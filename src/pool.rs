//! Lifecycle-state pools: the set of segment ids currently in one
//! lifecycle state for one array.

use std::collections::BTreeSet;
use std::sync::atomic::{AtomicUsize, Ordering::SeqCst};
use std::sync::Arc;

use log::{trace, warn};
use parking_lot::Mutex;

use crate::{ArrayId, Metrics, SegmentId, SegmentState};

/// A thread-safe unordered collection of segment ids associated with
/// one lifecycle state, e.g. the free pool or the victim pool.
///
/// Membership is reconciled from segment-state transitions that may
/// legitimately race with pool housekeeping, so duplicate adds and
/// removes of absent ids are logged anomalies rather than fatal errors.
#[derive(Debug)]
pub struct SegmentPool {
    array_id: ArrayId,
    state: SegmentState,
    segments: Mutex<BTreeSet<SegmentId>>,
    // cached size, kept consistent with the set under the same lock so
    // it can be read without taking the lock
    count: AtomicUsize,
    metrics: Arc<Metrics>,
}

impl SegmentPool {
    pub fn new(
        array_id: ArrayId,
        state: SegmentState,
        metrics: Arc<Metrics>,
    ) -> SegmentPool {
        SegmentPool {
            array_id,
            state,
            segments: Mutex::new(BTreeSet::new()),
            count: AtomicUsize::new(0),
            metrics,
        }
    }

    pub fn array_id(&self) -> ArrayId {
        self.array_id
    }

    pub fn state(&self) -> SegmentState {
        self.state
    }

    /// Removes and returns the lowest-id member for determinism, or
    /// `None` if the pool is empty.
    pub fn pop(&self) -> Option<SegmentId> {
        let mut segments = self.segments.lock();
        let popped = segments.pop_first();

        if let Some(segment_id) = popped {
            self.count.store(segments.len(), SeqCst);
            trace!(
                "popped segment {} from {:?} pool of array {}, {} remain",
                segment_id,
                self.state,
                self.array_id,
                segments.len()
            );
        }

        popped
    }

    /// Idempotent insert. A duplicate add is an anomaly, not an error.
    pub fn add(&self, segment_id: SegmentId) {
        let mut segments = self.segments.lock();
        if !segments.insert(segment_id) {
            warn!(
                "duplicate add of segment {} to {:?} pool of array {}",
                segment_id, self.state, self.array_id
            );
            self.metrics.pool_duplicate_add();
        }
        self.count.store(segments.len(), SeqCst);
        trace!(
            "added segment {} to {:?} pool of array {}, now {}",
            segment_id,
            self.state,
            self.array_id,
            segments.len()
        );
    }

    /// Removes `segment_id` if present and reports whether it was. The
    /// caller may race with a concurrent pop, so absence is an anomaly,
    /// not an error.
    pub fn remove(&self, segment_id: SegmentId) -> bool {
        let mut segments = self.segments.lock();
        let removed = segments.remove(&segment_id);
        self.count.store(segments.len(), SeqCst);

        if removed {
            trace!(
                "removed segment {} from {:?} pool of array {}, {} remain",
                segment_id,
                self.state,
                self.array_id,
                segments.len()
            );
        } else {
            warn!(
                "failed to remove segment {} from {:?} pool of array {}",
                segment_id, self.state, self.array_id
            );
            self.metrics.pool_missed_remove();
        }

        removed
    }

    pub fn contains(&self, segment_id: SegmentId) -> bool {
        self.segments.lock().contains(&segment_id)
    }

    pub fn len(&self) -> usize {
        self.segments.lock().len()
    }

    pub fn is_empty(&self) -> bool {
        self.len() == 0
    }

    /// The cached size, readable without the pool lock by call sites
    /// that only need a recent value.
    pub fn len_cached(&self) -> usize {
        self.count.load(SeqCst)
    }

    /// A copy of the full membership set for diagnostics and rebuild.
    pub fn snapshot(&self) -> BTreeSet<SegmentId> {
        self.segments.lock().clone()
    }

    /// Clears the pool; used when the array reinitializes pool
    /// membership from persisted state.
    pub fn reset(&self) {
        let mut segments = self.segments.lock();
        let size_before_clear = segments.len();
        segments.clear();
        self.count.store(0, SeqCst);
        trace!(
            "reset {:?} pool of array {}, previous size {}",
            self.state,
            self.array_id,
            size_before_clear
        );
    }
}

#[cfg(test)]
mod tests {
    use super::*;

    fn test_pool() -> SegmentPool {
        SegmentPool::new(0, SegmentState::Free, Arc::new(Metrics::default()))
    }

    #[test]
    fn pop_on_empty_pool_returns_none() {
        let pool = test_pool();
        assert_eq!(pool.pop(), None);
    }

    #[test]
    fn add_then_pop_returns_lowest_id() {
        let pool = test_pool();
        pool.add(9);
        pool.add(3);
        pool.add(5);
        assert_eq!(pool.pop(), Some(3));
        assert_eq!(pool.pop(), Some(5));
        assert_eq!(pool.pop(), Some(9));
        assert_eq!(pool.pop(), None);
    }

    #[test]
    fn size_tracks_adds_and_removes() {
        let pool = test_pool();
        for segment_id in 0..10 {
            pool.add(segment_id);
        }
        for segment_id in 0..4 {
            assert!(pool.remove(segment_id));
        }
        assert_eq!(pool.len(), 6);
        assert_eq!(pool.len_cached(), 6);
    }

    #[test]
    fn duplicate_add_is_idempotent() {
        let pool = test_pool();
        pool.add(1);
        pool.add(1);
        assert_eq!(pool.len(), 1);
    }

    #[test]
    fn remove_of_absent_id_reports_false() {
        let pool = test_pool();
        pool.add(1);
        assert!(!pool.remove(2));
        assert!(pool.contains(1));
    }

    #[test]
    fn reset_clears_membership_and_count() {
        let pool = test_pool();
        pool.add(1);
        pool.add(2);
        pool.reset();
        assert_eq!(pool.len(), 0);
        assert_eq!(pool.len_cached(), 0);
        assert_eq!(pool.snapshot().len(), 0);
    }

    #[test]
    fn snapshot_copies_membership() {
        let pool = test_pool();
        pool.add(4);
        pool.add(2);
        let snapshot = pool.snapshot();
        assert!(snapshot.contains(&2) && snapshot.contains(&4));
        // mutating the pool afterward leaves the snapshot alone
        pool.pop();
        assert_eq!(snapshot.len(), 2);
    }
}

------------

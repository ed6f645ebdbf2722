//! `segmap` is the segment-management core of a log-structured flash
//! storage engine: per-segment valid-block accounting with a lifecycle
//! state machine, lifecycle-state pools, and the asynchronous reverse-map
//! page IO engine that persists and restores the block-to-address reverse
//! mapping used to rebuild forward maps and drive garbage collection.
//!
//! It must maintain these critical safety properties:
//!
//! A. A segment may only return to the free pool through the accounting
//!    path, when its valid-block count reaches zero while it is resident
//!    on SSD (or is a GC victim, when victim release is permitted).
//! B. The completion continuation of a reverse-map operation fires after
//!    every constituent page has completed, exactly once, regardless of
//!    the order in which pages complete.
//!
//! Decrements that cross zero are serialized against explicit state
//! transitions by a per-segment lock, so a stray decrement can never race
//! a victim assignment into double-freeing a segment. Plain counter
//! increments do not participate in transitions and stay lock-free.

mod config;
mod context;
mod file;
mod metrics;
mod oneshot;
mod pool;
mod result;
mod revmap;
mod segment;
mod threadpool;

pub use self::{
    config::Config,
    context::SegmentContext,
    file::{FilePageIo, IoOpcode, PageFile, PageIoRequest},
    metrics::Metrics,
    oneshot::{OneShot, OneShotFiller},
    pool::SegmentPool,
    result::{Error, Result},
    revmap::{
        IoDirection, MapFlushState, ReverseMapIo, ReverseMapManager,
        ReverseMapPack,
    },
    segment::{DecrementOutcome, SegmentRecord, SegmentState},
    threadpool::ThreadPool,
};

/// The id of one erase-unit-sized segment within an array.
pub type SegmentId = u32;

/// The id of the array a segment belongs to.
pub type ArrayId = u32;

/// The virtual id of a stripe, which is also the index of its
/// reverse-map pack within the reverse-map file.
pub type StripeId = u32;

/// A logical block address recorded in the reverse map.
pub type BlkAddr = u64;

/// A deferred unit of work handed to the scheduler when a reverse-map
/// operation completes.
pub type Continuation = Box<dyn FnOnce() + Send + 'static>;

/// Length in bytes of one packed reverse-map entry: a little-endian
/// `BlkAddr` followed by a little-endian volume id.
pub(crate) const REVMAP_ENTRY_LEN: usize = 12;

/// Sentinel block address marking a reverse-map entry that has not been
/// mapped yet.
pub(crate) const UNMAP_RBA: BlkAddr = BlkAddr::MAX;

------------

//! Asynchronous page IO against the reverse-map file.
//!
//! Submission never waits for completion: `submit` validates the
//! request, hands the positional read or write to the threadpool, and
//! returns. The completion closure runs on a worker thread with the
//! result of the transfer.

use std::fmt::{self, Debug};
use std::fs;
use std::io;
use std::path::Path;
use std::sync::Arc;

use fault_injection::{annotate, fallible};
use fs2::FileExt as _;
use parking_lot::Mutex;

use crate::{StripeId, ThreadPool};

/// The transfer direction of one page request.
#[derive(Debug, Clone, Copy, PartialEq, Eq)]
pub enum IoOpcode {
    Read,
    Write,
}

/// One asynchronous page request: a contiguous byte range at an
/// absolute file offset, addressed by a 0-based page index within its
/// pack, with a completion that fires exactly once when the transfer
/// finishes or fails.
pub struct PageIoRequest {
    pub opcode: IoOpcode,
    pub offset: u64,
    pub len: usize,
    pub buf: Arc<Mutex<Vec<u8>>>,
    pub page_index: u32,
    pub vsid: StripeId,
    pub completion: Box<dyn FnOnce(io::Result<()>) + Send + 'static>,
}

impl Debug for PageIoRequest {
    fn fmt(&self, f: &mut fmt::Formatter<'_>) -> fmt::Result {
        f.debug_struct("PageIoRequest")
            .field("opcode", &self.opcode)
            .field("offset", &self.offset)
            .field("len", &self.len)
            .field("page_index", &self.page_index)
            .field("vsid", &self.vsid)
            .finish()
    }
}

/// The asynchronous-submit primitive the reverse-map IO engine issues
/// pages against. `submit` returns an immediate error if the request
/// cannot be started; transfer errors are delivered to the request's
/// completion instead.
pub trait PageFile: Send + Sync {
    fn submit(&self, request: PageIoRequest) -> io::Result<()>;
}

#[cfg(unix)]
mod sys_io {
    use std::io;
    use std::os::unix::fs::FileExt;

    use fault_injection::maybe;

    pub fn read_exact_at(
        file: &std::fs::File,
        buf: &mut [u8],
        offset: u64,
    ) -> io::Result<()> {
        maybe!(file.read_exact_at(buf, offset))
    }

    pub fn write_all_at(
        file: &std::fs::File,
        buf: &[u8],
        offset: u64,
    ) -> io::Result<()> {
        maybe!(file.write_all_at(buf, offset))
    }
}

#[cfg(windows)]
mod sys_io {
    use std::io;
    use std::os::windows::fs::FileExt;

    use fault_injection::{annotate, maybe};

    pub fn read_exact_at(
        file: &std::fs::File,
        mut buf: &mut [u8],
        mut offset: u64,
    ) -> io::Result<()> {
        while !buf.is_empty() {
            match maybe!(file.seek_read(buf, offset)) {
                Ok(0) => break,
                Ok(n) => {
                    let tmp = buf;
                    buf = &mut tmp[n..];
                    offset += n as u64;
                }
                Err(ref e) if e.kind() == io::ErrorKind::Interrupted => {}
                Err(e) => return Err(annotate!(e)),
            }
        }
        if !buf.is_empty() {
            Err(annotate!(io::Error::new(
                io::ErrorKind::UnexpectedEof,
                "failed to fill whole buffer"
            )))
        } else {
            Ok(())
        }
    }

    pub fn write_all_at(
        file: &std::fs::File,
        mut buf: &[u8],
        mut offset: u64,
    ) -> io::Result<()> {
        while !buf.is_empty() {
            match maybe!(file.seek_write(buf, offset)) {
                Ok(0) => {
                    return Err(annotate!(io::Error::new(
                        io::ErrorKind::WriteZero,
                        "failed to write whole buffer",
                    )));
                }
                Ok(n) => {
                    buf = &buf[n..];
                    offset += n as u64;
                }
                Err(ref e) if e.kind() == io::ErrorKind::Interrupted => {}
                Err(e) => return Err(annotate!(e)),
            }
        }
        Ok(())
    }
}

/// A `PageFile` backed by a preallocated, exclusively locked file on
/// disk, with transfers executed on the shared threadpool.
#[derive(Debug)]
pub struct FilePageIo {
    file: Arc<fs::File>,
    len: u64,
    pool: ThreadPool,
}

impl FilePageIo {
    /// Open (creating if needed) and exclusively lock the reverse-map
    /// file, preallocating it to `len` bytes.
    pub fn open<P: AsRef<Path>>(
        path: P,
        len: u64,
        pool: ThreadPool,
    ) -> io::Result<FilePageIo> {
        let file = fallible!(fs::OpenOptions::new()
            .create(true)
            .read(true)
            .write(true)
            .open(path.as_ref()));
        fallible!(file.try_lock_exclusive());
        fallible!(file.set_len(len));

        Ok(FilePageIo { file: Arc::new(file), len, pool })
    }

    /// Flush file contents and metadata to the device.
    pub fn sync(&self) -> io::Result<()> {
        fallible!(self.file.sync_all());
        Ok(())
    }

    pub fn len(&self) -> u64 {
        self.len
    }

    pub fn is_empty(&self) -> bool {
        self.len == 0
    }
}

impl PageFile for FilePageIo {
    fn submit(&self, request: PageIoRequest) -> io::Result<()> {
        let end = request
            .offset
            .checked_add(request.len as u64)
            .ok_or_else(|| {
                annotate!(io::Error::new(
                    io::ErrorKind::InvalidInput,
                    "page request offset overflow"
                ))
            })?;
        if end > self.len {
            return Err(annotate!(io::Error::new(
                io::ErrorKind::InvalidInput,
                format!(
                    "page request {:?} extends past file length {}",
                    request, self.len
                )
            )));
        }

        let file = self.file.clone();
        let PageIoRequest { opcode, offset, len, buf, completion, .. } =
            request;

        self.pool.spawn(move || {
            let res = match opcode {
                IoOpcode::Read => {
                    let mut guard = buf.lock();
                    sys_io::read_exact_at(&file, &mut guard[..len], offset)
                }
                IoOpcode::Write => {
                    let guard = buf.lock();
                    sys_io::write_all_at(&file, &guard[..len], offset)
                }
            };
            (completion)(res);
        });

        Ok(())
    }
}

------------

Using the listing above, report each line that mentions the word "when".

» Exercise result:
    /// Clears the pool; used when the array reinitializes pool
//!    path, when its valid-block count reaches zero while it is resident
//!    on SSD (or is a GC victim, when victim release is permitted).
/// A deferred unit of work handed to the scheduler when a reverse-map
/// pack, with a completion that fires exactly once when the transfer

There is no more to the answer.